*What you need to do:*
Copy all lines below containing "defaultAuthorizationMode".

*Records provided:*

·····

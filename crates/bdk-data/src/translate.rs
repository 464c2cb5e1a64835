//! Translation of user props into construct props
//!
//! Authorization modes are settled against the auth resource registered in
//! the container, schema functions become deployed function handles and the
//! table mapping of the current deployment is selected.

use crate::construct::{DataConstructProps, ResolvedAuthorizationModes, ResolvedDataLogging};
use crate::props::{AuthorizationModeKind, AuthorizationModes, DataLogging, DataProps, TableMapping};
use crate::schema::function_references;
use bdk_platform::{
    AuthResources, AuthResourcesProvider, BackendError, BackendIdentifier, ConstructFactoryGetInstanceProps,
    DeploymentType, GenerateContainerEntryProps, Result, AUTH_RESOURCES_TOKEN,
};
use std::collections::{BTreeMap, BTreeSet};
use std::sync::Arc;

/// Error code of data configuration failures
pub const DATA_CONFIGURATION_ERROR: &str = "DefineDataConfigurationError";

const SANDBOX_BRANCH_NAME: &str = "sandbox";

/// Build construct props for the data resource `name`
///
/// # Errors
///
/// [`BackendError::Configuration`] for inconsistent authorization modes,
/// table mappings or schema functions missing from the props, and errors
/// from resolving auth or functions.
pub fn translate_data_props(
    name: &str,
    props: &DataProps,
    generate_props: &GenerateContainerEntryProps<'_>,
    get_instance_props: &ConstructFactoryGetInstanceProps,
) -> Result<DataConstructProps> {
    let auth = get_instance_props
        .construct_container
        .get_construct_factory::<dyn AuthResourcesProvider>(AUTH_RESOURCES_TOKEN)
        .map(|provider| provider.resolve_auth_resources(get_instance_props))
        .transpose()?;

    let default_modes = AuthorizationModes::default();
    let modes = props.authorization_modes.as_ref().unwrap_or(&default_modes);
    let authorization_modes = resolve_authorization_modes(modes, auth.as_ref(), get_instance_props)?;

    if let Some(missing) = function_references(&props.schema)
        .into_iter()
        .find(|name| !props.functions.contains_key(name))
    {
        return Err(BackendError::configuration(
            DATA_CONFIGURATION_ERROR,
            format!("Function `{missing}` is referenced in the schema but was not provided to defineData"),
            format!("Add `{missing}` to the functions passed to 'defineData'"),
        ));
    }

    let mut functions = BTreeMap::new();
    for (function_name, factory) in &props.functions {
        let resources = factory.resolve_function_resources(get_instance_props)?;
        functions.insert(function_name.clone(), resources.lambda);
    }

    let identifiers = generate_props.stable_backend_identifiers;
    let backend_identifier = identifiers.backend_identifier();
    let imported_tables = select_table_mapping(&props.migrated_table_mappings, backend_identifier)?;
    let sandbox = backend_identifier.deployment_type == DeploymentType::Sandbox;

    Ok(DataConstructProps {
        schema: props.schema.clone(),
        authorization_modes,
        functions,
        logging: props.logging.map(resolve_logging),
        imported_tables,
        allow_destructive_graphql_schema_updates: true,
        replace_table_upon_gsi_update: sandbox,
        physical_id_suffix: identifiers.resource_id(name),
    })
}

fn resolve_authorization_modes(
    modes: &AuthorizationModes,
    auth: Option<&AuthResources>,
    get_instance_props: &ConstructFactoryGetInstanceProps,
) -> Result<ResolvedAuthorizationModes> {
    let configured = modes.configured();
    let default_mode = match (modes.default_authorization_mode, configured.as_slice()) {
        (Some(mode), _) => mode,
        (None, []) if auth.is_some() => AuthorizationModeKind::UserPool,
        (None, []) => AuthorizationModeKind::Iam,
        (None, [single]) => *single,
        (None, _) => {
            return Err(BackendError::configuration(
                DATA_CONFIGURATION_ERROR,
                "A defaultAuthorizationMode is required if multiple authorization modes are configured",
                "When calling 'defineData' specify 'authorizationModes.defaultAuthorizationMode'",
            ));
        }
    };

    match default_mode {
        AuthorizationModeKind::UserPool if auth.is_none() => {
            return Err(BackendError::configuration(
                DATA_CONFIGURATION_ERROR,
                "The userPool authorization mode requires auth to be defined",
                "Call 'defineAuth' in the same backend or choose another defaultAuthorizationMode",
            ));
        }
        AuthorizationModeKind::Oidc if modes.oidc.is_none() => {
            return Err(BackendError::configuration(
                DATA_CONFIGURATION_ERROR,
                "The oidc authorization mode is the default but no OIDC settings were provided",
                "Specify 'authorizationModes.oidcAuthorizationMode'",
            ));
        }
        AuthorizationModeKind::Lambda if modes.lambda.is_none() => {
            return Err(BackendError::configuration(
                DATA_CONFIGURATION_ERROR,
                "The lambda authorization mode is the default but no authorizer function was provided",
                "Specify 'authorizationModes.lambdaAuthorizationMode'",
            ));
        }
        _ => {}
    }

    let mut enabled: BTreeSet<AuthorizationModeKind> = configured.into_iter().collect();
    enabled.insert(AuthorizationModeKind::Iam);
    if auth.is_some() {
        enabled.insert(AuthorizationModeKind::UserPool);
    }
    if default_mode == AuthorizationModeKind::ApiKey {
        enabled.insert(AuthorizationModeKind::ApiKey);
    }
    enabled.remove(&default_mode);

    let api_key_enabled = default_mode == AuthorizationModeKind::ApiKey || enabled.contains(&AuthorizationModeKind::ApiKey);
    let lambda_authorizer = modes
        .lambda
        .as_ref()
        .map(|lambda| -> Result<_> {
            let resources = lambda.function.resolve_function_resources(get_instance_props)?;
            Ok((resources.lambda, lambda.time_to_live_in_seconds))
        })
        .transpose()?;

    Ok(ResolvedAuthorizationModes {
        default_mode,
        additional_modes: enabled.into_iter().collect(),
        api_key_expiration_days: api_key_enabled
            .then(|| modes.api_key.clone().unwrap_or_default().expires_in_days),
        user_pool_id: auth.map(|a| a.user_pool.user_pool_id().to_string()),
        identity_pool_roles: auth
            .map(|a| {
                vec![
                    Arc::clone(&a.authenticated_user_iam_role),
                    Arc::clone(&a.unauthenticated_user_iam_role),
                ]
            })
            .unwrap_or_default(),
        oidc: modes.oidc.clone(),
        lambda_authorizer,
    })
}

/// Apply logging defaults
#[must_use]
pub fn resolve_logging(logging: DataLogging) -> ResolvedDataLogging {
    let defaults = ResolvedDataLogging::default();
    ResolvedDataLogging {
        exclude_verbose_content: logging.exclude_verbose_content.unwrap_or(defaults.exclude_verbose_content),
        field_log_level: logging.field_log_level.unwrap_or(defaults.field_log_level),
        retention: logging.retention.unwrap_or(defaults.retention),
    }
}

/// Tables to import for the current deployment
///
/// Sandboxes select the `sandbox` mapping, branches the mapping named after
/// the branch.
///
/// # Errors
///
/// [`BackendError::Configuration`] if a branch name appears twice.
pub fn select_table_mapping(
    mappings: &[TableMapping],
    backend_identifier: &BackendIdentifier,
) -> Result<BTreeMap<String, String>> {
    let mut seen = BTreeSet::new();
    if mappings.iter().any(|m| !seen.insert(m.branch_name.as_str())) {
        return Err(BackendError::configuration(
            DATA_CONFIGURATION_ERROR,
            "Branch names must be unique in the migratedAmplifyGen1DynamoDbTableMappings",
            "Ensure that each branch name appears only once in 'migratedAmplifyGen1DynamoDbTableMappings'",
        ));
    }

    let branch = match backend_identifier.deployment_type {
        DeploymentType::Sandbox => SANDBOX_BRANCH_NAME,
        DeploymentType::Branch => backend_identifier.name.as_str(),
    };
    Ok(mappings
        .iter()
        .find(|m| m.branch_name == branch)
        .and_then(|m| m.model_name_to_table_name_mapping.clone())
        .unwrap_or_default())
}

#[cfg(test)]
mod tests {
    use super::*;
    use crate::props::{ApiKeyAuthorizationMode, FieldLogLevel, OidcAuthorizationMode};
    use bdk_platform::LogRetention;
    use bdk_test_utils::get_instance_props;
    use pretty_assertions::assert_eq;

    fn mapping(branch: &str, model: &str, table: &str) -> TableMapping {
        TableMapping {
            branch_name: branch.to_string(),
            model_name_to_table_name_mapping: Some(BTreeMap::from([(model.to_string(), table.to_string())])),
        }
    }

    fn oidc() -> OidcAuthorizationMode {
        OidcAuthorizationMode {
            oidc_provider_name: "provider".into(),
            oidc_issuer_url: "https://issuer.example.com".into(),
            client_id: None,
            token_expire_from_issue_in_seconds: 300,
            token_expiry_from_auth_in_seconds: 300,
        }
    }

    #[test]
    fn multiple_modes_need_a_default() {
        let modes = AuthorizationModes {
            api_key: Some(ApiKeyAuthorizationMode::default()),
            oidc: Some(oidc()),
            ..AuthorizationModes::default()
        };
        let err = resolve_authorization_modes(&modes, None, &get_instance_props()).unwrap_err();
        assert_eq!(err.code(), DATA_CONFIGURATION_ERROR);
        assert_eq!(
            err.to_string(),
            "A defaultAuthorizationMode is required if multiple authorization modes are configured"
        );
        assert_eq!(
            err.resolution(),
            Some("When calling 'defineData' specify 'authorizationModes.defaultAuthorizationMode'")
        );
    }

    #[test]
    fn default_is_iam_without_auth() {
        let resolved =
            resolve_authorization_modes(&AuthorizationModes::default(), None, &get_instance_props()).unwrap();
        assert_eq!(resolved.default_mode, AuthorizationModeKind::Iam);
        assert!(resolved.additional_modes.is_empty());
        assert_eq!(resolved.api_key_expiration_days, None);
    }

    #[test]
    fn single_configured_mode_becomes_default() {
        let modes = AuthorizationModes {
            api_key: Some(ApiKeyAuthorizationMode {
                expires_in_days: 30,
                description: None,
            }),
            ..AuthorizationModes::default()
        };
        let resolved = resolve_authorization_modes(&modes, None, &get_instance_props()).unwrap();
        assert_eq!(resolved.default_mode, AuthorizationModeKind::ApiKey);
        assert_eq!(resolved.additional_modes, vec![AuthorizationModeKind::Iam]);
        assert_eq!(resolved.api_key_expiration_days, Some(30));
    }

    #[test]
    fn user_pool_mode_requires_auth() {
        let modes = AuthorizationModes {
            default_authorization_mode: Some(AuthorizationModeKind::UserPool),
            ..AuthorizationModes::default()
        };
        let err = resolve_authorization_modes(&modes, None, &get_instance_props()).unwrap_err();
        assert_eq!(err.code(), DATA_CONFIGURATION_ERROR);
    }

    #[test]
    fn logging_defaults() {
        assert_eq!(
            resolve_logging(DataLogging::default()),
            ResolvedDataLogging {
                exclude_verbose_content: true,
                field_log_level: FieldLogLevel::None,
                retention: LogRetention::ONE_WEEK,
            }
        );
        let custom = resolve_logging(DataLogging {
            field_log_level: Some(FieldLogLevel::Error),
            retention: Some("1 month".parse().unwrap()),
            ..DataLogging::default()
        });
        assert_eq!(custom.field_log_level, FieldLogLevel::Error);
        assert_eq!(custom.retention.days(), Some(30));
        assert!(custom.exclude_verbose_content);
    }

    #[test]
    fn sandbox_selects_sandbox_mapping() {
        let mappings = vec![mapping("main", "Todo", "Todo-main"), mapping("sandbox", "Todo", "Todo-dev")];
        let sandbox = BackendIdentifier::sandbox("app", "alice");
        assert_eq!(
            select_table_mapping(&mappings, &sandbox).unwrap(),
            BTreeMap::from([("Todo".to_string(), "Todo-dev".to_string())])
        );

        let branch = BackendIdentifier::branch("app", "main");
        assert_eq!(select_table_mapping(&mappings, &branch).unwrap()["Todo"], "Todo-main");

        let other = BackendIdentifier::branch("app", "feature");
        assert!(select_table_mapping(&mappings, &other).unwrap().is_empty());
    }

    #[test]
    fn duplicate_branch_mappings_are_rejected() {
        let mappings = vec![mapping("main", "Todo", "a"), mapping("main", "Todo", "b")];
        let err = select_table_mapping(&mappings, &BackendIdentifier::branch("app", "main")).unwrap_err();
        assert_eq!(
            err.to_string(),
            "Branch names must be unique in the migratedAmplifyGen1DynamoDbTableMappings"
        );
    }
}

·····

*Response below:*
                "A defaultAuthorizationMode is required if multiple authorization modes are configured",
                "When calling 'defineData' specify 'authorizationModes.defaultAuthorizationMode'",
                "Call 'defineAuth' in the same backend or choose another defaultAuthorizationMode",
            "A defaultAuthorizationMode is required if multiple authorization modes are configured"
            Some("When calling 'defineData' specify 'authorizationModes.defaultAuthorizationMode'")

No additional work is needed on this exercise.